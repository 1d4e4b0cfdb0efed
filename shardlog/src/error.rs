//! Error taxonomy of the storage engine.

use common::KvError;

use crate::model::ShardIndex;

/// Errors surfaced by engine operations.
#[derive(Debug, Clone, PartialEq, Eq)]
pub enum Error {
    /// Underlying storage failure.
    Io(String),
    /// Checksum mismatch on read, bad key encoding, or an impossible
    /// directory entry. Never auto-repaired.
    Corruption(String),
    /// Disk-full threshold crossed; the store was rejected.
    NoSpace,
    /// The log is sealed at an epoch at or above the record's epoch.
    Preempted { sealed_epoch: u32 },
    /// The shard is read-only (operator setting or persistent IO errors).
    Disabled,
    /// Transient contention, e.g. the partial-compaction stall trigger.
    Busy(String),
    NotFound(String),
    /// The operation deadline elapsed. The underlying write may still
    /// commit.
    TimedOut,
    /// Malformed request.
    Protocol(String),
    /// The shard is being rebuilt; stores should be redirected.
    Rebuilding { recipient: ShardIndex },
    /// The payload checksum did not match during a store. Fatal to the
    /// request, not to the shard.
    ChecksumMismatch,
    ShuttingDown,
}

impl std::fmt::Display for Error {
    fn fmt(&self, f: &mut std::fmt::Formatter<'_>) -> std::fmt::Result {
        match self {
            Error::Io(msg) => write!(f, "io error: {}", msg),
            Error::Corruption(msg) => write!(f, "corruption: {}", msg),
            Error::NoSpace => write!(f, "out of disk space"),
            Error::Preempted { sealed_epoch } => {
                write!(f, "preempted by seal at epoch {}", sealed_epoch)
            }
            Error::Disabled => write!(f, "shard is read-only"),
            Error::Busy(msg) => write!(f, "busy: {}", msg),
            Error::NotFound(what) => write!(f, "not found: {}", what),
            Error::TimedOut => write!(f, "operation timed out"),
            Error::Protocol(msg) => write!(f, "malformed request: {}", msg),
            Error::Rebuilding { recipient } => {
                write!(f, "shard is rebuilding, redirect to shard {}", recipient)
            }
            Error::ChecksumMismatch => write!(f, "payload checksum mismatch"),
            Error::ShuttingDown => write!(f, "shard is shutting down"),
        }
    }
}

impl std::error::Error for Error {}

impl From<KvError> for Error {
    fn from(err: KvError) -> Self {
        match err {
            KvError::Io(msg) => Error::Io(msg),
            KvError::Corruption(msg) => Error::Corruption(msg),
            KvError::NotFound(what) => Error::NotFound(what),
            KvError::Busy(msg) => Error::Busy(msg),
            KvError::Unsupported(what) => Error::Io(format!("unsupported operation: {}", what)),
        }
    }
}

pub type Result<T> = std::result::Result<T, Error>;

TASK ITEM: The answer must be all the lines above that hold the word "only".

WRITTEN ANSWER:
    /// The shard is read-only (operator setting or persistent IO errors).
            Error::Disabled => write!(f, "shard is read-only"),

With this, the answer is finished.